Required action ▸ Using the listing below, work out how many lines include the word "ordered". Only the number is to be given.

^^^^

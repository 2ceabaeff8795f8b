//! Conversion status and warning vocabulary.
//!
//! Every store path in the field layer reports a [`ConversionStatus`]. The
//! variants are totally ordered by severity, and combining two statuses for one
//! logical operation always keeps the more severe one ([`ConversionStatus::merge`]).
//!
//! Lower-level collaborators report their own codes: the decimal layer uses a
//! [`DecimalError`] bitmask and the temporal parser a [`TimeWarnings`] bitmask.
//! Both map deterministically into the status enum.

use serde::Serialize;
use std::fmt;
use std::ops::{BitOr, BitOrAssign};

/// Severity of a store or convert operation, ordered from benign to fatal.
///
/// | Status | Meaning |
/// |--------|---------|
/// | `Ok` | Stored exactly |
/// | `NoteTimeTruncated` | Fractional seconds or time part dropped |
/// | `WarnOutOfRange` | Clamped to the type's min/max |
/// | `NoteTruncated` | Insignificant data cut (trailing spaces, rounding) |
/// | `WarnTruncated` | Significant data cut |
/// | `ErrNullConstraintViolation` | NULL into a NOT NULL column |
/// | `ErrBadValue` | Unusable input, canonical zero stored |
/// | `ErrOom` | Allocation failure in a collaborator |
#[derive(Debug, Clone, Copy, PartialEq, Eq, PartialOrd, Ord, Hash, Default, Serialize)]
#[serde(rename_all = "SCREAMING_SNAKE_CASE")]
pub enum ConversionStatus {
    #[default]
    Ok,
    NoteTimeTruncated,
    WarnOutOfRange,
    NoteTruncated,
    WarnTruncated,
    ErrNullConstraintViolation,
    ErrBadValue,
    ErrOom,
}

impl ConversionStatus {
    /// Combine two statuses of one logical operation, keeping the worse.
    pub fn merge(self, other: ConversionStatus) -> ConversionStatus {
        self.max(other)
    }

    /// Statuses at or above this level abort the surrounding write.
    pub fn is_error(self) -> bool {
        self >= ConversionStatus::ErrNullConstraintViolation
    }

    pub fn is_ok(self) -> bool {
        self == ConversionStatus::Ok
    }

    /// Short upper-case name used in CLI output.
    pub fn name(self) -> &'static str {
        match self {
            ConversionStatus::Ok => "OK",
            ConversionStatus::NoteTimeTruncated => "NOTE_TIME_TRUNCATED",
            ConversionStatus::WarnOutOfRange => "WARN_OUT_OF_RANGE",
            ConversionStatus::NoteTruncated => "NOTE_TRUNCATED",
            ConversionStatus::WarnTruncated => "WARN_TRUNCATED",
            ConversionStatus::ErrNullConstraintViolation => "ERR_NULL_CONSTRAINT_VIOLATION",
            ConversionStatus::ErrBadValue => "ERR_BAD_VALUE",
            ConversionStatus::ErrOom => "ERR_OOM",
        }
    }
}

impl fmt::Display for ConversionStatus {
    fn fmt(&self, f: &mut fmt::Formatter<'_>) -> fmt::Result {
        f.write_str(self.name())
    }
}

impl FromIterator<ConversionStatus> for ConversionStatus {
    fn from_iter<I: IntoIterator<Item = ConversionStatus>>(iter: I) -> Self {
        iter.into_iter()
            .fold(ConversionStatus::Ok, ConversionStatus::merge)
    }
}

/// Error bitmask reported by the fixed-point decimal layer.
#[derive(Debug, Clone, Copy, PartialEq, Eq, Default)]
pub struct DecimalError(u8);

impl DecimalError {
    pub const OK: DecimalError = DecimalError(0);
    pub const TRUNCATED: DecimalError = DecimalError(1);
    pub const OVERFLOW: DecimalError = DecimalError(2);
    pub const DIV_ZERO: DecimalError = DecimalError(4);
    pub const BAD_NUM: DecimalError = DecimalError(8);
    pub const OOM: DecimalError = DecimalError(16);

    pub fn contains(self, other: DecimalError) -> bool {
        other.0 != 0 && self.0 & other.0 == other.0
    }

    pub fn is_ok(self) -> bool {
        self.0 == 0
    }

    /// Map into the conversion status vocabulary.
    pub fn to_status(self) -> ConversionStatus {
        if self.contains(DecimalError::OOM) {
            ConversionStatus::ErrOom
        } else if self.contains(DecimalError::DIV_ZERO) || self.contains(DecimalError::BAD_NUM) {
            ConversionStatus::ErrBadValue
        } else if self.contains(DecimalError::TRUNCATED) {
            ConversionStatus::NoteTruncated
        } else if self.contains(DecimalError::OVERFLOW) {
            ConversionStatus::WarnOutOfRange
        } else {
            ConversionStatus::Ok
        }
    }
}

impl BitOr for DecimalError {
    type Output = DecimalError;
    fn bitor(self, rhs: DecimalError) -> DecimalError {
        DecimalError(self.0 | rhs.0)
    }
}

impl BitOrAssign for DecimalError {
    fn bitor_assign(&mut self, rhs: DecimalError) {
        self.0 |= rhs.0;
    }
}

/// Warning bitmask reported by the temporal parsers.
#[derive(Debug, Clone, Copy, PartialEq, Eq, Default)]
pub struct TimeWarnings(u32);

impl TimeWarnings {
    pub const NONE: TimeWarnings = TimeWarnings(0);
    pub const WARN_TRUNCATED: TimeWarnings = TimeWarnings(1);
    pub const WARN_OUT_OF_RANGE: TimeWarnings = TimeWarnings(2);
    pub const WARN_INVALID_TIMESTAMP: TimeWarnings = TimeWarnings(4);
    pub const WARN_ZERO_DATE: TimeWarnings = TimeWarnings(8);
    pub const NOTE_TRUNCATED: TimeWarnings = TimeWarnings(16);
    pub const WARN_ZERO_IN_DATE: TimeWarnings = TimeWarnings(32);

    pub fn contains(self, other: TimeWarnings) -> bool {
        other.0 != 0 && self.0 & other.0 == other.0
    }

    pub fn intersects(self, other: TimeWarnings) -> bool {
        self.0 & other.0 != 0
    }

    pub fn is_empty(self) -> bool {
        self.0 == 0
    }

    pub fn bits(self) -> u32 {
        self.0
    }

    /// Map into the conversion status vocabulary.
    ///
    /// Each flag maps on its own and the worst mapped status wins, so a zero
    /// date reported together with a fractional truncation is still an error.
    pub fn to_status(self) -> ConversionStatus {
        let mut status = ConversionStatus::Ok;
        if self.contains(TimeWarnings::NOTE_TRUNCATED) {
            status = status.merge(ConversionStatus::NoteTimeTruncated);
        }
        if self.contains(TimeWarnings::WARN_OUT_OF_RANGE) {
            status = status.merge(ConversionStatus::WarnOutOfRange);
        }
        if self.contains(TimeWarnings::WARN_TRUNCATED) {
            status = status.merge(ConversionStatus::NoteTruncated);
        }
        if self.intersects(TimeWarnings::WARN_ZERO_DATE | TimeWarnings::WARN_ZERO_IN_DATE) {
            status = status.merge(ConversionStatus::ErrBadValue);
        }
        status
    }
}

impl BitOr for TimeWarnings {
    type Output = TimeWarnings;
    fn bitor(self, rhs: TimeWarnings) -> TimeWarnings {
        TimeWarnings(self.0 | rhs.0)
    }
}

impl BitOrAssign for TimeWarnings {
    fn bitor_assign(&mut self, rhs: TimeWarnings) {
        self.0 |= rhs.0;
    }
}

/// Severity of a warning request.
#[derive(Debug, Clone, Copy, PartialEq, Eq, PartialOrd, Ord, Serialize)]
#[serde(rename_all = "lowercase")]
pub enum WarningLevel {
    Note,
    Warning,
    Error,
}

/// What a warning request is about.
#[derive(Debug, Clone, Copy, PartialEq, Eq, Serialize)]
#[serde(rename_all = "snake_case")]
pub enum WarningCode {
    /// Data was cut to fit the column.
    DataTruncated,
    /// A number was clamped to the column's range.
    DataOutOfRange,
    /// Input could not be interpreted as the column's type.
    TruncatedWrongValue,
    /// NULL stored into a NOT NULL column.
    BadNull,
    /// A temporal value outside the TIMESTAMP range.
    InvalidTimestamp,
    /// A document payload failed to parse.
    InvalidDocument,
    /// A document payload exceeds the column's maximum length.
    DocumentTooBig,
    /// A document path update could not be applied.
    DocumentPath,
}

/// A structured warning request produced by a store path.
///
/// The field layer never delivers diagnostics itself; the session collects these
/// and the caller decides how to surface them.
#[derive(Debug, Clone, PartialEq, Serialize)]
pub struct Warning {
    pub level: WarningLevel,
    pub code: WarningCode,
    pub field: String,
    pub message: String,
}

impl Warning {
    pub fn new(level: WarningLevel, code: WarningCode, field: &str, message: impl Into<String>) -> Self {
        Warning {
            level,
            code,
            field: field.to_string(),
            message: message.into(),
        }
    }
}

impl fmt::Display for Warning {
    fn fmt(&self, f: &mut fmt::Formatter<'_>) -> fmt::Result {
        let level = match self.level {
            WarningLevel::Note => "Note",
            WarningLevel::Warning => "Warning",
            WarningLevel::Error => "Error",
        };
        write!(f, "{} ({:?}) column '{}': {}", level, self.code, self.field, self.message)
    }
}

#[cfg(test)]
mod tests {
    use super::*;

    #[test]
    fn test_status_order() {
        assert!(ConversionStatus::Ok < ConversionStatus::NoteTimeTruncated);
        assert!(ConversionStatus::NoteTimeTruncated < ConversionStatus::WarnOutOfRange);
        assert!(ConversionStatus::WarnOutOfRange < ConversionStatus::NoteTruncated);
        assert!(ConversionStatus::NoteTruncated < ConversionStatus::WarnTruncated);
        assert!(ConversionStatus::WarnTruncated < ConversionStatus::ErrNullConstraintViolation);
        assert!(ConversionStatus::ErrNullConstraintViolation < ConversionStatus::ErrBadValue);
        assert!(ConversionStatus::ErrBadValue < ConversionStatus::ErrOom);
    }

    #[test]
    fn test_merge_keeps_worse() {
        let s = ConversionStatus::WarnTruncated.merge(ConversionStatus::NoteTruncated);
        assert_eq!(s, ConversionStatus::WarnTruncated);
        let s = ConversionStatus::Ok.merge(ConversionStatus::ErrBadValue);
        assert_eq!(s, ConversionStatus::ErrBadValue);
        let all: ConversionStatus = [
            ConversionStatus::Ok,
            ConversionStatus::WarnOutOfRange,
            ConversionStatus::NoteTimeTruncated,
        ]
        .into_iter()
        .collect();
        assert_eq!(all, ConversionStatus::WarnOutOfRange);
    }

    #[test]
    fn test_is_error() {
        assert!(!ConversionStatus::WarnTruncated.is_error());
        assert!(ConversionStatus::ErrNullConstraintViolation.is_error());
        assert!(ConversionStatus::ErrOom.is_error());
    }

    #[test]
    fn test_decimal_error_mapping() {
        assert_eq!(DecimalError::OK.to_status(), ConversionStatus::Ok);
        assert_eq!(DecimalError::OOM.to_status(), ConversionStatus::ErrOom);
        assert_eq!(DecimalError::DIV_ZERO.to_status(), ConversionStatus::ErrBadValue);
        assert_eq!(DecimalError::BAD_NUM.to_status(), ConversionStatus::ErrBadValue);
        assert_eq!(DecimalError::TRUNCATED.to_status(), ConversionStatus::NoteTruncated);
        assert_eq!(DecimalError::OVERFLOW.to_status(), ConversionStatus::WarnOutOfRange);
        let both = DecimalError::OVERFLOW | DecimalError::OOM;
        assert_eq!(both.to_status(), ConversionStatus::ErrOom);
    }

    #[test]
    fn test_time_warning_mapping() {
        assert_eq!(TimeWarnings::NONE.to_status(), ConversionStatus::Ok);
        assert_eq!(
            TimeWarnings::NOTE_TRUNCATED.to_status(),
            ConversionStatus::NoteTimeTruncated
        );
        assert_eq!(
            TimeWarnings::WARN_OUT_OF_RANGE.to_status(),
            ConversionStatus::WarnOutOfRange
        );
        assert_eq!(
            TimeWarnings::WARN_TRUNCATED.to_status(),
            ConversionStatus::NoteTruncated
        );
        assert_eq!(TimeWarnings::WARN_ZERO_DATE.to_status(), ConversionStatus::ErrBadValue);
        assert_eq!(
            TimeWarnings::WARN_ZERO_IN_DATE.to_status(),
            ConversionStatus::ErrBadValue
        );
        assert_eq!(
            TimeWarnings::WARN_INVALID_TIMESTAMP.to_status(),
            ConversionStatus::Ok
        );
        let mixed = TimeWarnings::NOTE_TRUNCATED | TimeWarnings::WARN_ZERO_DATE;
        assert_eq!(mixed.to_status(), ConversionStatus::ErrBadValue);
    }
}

^^^^

Finished task ▸ 2